● **Extracted data**:
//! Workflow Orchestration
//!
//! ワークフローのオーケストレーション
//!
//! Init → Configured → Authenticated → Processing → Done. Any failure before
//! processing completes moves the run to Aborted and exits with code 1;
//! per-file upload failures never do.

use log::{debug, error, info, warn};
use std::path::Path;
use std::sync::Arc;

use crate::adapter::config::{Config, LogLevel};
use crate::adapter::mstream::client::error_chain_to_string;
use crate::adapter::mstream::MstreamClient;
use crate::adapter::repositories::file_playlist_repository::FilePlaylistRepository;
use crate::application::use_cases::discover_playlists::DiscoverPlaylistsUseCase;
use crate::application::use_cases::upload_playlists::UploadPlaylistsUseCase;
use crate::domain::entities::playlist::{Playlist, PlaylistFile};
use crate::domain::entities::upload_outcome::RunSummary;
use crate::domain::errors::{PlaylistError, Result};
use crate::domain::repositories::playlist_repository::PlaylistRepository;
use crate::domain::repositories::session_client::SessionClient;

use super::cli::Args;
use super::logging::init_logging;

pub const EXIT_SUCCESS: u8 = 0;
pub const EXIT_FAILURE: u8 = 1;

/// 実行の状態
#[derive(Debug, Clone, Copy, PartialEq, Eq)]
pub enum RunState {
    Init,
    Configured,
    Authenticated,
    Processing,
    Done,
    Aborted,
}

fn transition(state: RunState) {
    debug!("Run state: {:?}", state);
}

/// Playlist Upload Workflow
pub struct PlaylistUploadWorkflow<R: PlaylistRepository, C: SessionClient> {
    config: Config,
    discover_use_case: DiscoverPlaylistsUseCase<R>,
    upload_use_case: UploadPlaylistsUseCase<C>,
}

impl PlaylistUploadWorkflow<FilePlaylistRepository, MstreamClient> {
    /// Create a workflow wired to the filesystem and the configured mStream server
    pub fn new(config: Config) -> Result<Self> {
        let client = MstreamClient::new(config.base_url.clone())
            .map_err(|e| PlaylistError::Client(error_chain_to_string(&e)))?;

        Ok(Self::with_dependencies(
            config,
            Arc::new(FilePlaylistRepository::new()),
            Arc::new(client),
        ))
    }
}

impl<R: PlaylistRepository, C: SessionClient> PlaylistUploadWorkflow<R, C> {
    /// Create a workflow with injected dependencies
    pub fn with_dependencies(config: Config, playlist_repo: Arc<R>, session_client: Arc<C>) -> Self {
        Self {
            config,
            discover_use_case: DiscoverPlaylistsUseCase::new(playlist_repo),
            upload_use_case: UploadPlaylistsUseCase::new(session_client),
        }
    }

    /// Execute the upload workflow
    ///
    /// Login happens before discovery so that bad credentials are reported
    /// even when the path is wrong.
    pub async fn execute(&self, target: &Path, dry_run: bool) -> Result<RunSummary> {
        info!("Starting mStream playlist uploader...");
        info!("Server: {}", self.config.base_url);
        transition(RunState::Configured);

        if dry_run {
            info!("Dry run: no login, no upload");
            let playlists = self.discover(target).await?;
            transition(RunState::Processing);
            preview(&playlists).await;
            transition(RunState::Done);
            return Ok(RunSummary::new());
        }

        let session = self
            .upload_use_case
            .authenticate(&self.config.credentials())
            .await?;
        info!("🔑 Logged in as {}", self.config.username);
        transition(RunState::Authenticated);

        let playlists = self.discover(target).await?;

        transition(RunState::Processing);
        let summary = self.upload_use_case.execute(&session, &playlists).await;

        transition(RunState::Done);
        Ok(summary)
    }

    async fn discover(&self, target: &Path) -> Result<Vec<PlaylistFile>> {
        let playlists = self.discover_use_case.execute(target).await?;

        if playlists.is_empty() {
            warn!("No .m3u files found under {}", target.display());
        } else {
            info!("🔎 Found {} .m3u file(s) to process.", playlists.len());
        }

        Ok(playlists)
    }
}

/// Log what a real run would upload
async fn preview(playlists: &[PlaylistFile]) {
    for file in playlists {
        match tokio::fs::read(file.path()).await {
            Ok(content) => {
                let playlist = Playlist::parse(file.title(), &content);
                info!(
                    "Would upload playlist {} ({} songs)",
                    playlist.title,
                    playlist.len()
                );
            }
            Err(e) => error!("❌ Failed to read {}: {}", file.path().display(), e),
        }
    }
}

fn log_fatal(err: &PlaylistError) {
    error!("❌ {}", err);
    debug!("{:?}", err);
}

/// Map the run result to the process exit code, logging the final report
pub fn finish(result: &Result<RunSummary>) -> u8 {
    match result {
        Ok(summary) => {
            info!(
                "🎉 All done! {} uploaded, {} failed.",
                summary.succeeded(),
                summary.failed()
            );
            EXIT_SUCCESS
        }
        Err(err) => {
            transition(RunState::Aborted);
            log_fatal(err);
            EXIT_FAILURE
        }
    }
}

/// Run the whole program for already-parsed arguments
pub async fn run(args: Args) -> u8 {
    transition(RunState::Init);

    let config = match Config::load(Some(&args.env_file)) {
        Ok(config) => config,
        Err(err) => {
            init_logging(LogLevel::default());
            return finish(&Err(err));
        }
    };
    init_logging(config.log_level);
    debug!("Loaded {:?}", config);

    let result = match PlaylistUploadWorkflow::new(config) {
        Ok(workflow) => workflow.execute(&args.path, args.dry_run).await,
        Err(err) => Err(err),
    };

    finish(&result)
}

● **What to produce**:
Copy out the material above in its entirety, exactly.

● **Task response**:
//! Workflow Orchestration
//!
//! ワークフローのオーケストレーション
//!
//! Init → Configured → Authenticated → Processing → Done. Any failure before
//! processing completes moves the run to Aborted and exits with code 1;
//! per-file upload failures never do.

use log::{debug, error, info, warn};
use std::path::Path;
use std::sync::Arc;

use crate::adapter::config::{Config, LogLevel};
use crate::adapter::mstream::client::error_chain_to_string;
use crate::adapter::mstream::MstreamClient;
use crate::adapter::repositories::file_playlist_repository::FilePlaylistRepository;
use crate::application::use_cases::discover_playlists::DiscoverPlaylistsUseCase;
use crate::application::use_cases::upload_playlists::UploadPlaylistsUseCase;
use crate::domain::entities::playlist::{Playlist, PlaylistFile};
use crate::domain::entities::upload_outcome::RunSummary;
use crate::domain::errors::{PlaylistError, Result};
use crate::domain::repositories::playlist_repository::PlaylistRepository;
use crate::domain::repositories::session_client::SessionClient;

use super::cli::Args;
use super::logging::init_logging;

pub const EXIT_SUCCESS: u8 = 0;
pub const EXIT_FAILURE: u8 = 1;

/// 実行の状態
#[derive(Debug, Clone, Copy, PartialEq, Eq)]
pub enum RunState {
    Init,
    Configured,
    Authenticated,
    Processing,
    Done,
    Aborted,
}

fn transition(state: RunState) {
    debug!("Run state: {:?}", state);
}

/// Playlist Upload Workflow
pub struct PlaylistUploadWorkflow<R: PlaylistRepository, C: SessionClient> {
    config: Config,
    discover_use_case: DiscoverPlaylistsUseCase<R>,
    upload_use_case: UploadPlaylistsUseCase<C>,
}

impl PlaylistUploadWorkflow<FilePlaylistRepository, MstreamClient> {
    /// Create a workflow wired to the filesystem and the configured mStream server
    pub fn new(config: Config) -> Result<Self> {
        let client = MstreamClient::new(config.base_url.clone())
            .map_err(|e| PlaylistError::Client(error_chain_to_string(&e)))?;

        Ok(Self::with_dependencies(
            config,
            Arc::new(FilePlaylistRepository::new()),
            Arc::new(client),
        ))
    }
}

impl<R: PlaylistRepository, C: SessionClient> PlaylistUploadWorkflow<R, C> {
    /// Create a workflow with injected dependencies
    pub fn with_dependencies(config: Config, playlist_repo: Arc<R>, session_client: Arc<C>) -> Self {
        Self {
            config,
            discover_use_case: DiscoverPlaylistsUseCase::new(playlist_repo),
            upload_use_case: UploadPlaylistsUseCase::new(session_client),
        }
    }

    /// Execute the upload workflow
    ///
    /// Login happens before discovery so that bad credentials are reported
    /// even when the path is wrong.
    pub async fn execute(&self, target: &Path, dry_run: bool) -> Result<RunSummary> {
        info!("Starting mStream playlist uploader...");
        info!("Server: {}", self.config.base_url);
        transition(RunState::Configured);

        if dry_run {
            info!("Dry run: no login, no upload");
            let playlists = self.discover(target).await?;
            transition(RunState::Processing);
            preview(&playlists).await;
            transition(RunState::Done);
            return Ok(RunSummary::new());
        }

        let session = self
            .upload_use_case
            .authenticate(&self.config.credentials())
            .await?;
        info!("🔑 Logged in as {}", self.config.username);
        transition(RunState::Authenticated);

        let playlists = self.discover(target).await?;

        transition(RunState::Processing);
        let summary = self.upload_use_case.execute(&session, &playlists).await;

        transition(RunState::Done);
        Ok(summary)
    }

    async fn discover(&self, target: &Path) -> Result<Vec<PlaylistFile>> {
        let playlists = self.discover_use_case.execute(target).await?;

        if playlists.is_empty() {
            warn!("No .m3u files found under {}", target.display());
        } else {
            info!("🔎 Found {} .m3u file(s) to process.", playlists.len());
        }

        Ok(playlists)
    }
}

/// Log what a real run would upload
async fn preview(playlists: &[PlaylistFile]) {
    for file in playlists {
        match tokio::fs::read(file.path()).await {
            Ok(content) => {
                let playlist = Playlist::parse(file.title(), &content);
                info!(
                    "Would upload playlist {} ({} songs)",
                    playlist.title,
                    playlist.len()
                );
            }
            Err(e) => error!("❌ Failed to read {}: {}", file.path().display(), e),
        }
    }
}

fn log_fatal(err: &PlaylistError) {
    error!("❌ {}", err);
    debug!("{:?}", err);
}

/// Map the run result to the process exit code, logging the final report
pub fn finish(result: &Result<RunSummary>) -> u8 {
    match result {
        Ok(summary) => {
            info!(
                "🎉 All done! {} uploaded, {} failed.",
                summary.succeeded(),
                summary.failed()
            );
            EXIT_SUCCESS
        }
        Err(err) => {
            transition(RunState::Aborted);
            log_fatal(err);
            EXIT_FAILURE
        }
    }
}

/// Run the whole program for already-parsed arguments
pub async fn run(args: Args) -> u8 {
    transition(RunState::Init);

    let config = match Config::load(Some(&args.env_file)) {
        Ok(config) => config,
        Err(err) => {
            init_logging(LogLevel::default());
            return finish(&Err(err));
        }
    };
    init_logging(config.log_level);
    debug!("Loaded {:?}", config);

    let result = match PlaylistUploadWorkflow::new(config) {
        Ok(workflow) => workflow.execute(&args.path, args.dry_run).await,
        Err(err) => Err(err),
    };

    finish(&result)
}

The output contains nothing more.